__Problem to solve__:
Every line in the records below that holds the word "offset" is to be copied.

(Stored records)
════════════════════
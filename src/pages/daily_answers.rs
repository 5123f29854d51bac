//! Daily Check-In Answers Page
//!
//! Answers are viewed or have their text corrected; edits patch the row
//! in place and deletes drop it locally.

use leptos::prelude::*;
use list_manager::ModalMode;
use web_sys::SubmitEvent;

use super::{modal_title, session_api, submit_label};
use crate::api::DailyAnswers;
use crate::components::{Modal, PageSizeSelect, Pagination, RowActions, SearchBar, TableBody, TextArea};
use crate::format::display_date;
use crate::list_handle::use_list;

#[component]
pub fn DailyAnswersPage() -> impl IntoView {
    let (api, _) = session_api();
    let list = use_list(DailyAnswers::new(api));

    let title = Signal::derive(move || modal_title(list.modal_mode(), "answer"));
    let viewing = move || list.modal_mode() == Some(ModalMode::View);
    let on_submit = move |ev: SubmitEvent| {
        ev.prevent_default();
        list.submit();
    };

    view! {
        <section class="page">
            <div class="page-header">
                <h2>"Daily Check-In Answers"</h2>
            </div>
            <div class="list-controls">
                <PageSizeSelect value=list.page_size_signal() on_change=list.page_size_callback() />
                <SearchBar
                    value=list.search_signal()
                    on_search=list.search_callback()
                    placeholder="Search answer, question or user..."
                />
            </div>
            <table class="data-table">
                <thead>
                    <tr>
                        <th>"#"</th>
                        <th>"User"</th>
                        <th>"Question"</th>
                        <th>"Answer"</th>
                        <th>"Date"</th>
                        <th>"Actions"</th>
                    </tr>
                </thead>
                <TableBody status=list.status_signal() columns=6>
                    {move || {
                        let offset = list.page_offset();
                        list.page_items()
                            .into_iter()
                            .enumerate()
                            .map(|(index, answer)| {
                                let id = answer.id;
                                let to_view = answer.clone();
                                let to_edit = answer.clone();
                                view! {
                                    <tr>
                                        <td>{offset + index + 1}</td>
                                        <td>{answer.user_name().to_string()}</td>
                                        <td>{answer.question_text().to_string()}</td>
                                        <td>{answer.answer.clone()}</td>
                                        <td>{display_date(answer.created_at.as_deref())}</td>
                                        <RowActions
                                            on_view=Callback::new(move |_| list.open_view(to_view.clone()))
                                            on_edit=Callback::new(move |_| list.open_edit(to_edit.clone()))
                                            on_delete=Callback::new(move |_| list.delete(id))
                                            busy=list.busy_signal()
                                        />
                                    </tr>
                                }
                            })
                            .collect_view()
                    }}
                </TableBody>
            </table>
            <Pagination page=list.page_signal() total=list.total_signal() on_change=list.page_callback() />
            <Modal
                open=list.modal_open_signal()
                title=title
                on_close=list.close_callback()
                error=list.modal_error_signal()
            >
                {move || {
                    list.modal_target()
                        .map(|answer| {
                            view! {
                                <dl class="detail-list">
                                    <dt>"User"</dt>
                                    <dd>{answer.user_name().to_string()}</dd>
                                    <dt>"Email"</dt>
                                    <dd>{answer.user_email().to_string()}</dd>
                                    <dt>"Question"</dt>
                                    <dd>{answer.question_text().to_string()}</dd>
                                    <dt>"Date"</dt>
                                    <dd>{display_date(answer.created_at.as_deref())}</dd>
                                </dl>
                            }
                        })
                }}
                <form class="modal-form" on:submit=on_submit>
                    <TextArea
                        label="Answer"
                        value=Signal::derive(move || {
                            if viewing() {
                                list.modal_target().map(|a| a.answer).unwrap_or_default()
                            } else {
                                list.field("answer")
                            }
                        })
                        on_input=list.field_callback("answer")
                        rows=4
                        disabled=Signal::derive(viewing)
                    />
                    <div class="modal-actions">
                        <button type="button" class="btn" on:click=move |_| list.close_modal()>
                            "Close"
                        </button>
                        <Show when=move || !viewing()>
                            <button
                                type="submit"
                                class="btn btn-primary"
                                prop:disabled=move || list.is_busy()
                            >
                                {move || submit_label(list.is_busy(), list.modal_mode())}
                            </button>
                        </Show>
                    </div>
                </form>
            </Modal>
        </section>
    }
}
════════════════════
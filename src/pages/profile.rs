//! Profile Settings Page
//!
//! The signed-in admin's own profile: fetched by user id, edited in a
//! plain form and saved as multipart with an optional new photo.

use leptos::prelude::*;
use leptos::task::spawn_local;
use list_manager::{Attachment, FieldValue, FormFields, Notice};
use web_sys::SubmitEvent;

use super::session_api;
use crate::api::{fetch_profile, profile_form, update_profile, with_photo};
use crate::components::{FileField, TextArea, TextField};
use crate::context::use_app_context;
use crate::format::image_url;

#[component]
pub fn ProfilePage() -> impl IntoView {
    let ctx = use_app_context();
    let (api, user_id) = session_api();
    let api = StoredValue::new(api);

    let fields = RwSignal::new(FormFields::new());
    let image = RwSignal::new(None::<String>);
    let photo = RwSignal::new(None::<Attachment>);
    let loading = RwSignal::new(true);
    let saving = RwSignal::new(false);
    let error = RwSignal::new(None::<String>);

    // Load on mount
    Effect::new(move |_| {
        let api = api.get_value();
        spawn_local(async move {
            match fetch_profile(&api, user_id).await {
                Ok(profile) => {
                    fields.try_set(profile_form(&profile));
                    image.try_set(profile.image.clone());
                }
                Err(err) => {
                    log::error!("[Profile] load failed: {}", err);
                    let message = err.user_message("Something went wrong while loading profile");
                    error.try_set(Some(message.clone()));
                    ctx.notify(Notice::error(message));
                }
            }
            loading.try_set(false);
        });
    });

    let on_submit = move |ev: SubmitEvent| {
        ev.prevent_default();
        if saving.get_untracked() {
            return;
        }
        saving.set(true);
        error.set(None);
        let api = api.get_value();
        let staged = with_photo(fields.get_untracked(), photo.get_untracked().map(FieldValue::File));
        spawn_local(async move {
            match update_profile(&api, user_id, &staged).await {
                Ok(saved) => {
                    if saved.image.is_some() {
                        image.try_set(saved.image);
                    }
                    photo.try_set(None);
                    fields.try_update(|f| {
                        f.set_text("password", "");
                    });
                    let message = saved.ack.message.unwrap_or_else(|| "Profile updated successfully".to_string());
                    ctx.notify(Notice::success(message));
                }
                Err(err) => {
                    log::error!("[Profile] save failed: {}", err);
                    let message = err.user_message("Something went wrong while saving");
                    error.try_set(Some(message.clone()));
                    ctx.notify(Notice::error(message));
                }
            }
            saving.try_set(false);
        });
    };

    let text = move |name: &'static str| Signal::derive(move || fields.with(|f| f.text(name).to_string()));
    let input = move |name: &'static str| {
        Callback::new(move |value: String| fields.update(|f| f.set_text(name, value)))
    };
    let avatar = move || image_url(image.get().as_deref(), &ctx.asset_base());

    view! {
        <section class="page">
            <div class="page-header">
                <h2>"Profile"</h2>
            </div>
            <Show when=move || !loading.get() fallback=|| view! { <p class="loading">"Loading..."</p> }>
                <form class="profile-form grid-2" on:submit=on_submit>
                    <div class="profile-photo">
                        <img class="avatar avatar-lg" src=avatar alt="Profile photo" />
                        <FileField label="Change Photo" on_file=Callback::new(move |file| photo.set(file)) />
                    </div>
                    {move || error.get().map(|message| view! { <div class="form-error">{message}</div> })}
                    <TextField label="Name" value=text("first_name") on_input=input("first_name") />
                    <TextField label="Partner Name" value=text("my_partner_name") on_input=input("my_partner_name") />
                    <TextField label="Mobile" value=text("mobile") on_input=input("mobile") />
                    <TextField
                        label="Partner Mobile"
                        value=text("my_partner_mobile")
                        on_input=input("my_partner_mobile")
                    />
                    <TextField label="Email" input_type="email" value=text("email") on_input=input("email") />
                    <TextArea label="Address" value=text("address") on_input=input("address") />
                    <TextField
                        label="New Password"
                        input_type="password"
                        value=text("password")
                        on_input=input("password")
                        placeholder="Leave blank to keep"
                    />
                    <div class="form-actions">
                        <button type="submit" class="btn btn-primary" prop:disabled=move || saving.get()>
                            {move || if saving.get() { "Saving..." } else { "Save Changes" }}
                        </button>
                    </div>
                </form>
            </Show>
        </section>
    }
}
════════════════════
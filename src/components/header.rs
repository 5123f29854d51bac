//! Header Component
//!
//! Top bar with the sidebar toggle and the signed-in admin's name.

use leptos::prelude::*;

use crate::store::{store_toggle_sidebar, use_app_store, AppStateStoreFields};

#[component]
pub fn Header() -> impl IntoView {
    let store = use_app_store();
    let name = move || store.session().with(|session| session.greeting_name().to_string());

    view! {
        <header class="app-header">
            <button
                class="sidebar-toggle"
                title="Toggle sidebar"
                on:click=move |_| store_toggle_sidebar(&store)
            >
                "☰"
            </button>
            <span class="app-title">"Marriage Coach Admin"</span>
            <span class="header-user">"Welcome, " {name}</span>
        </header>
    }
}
════════════════════
__Answer for this exercise__:
                        let offset = list.page_offset();
                                        <td>{offset + index + 1}</td>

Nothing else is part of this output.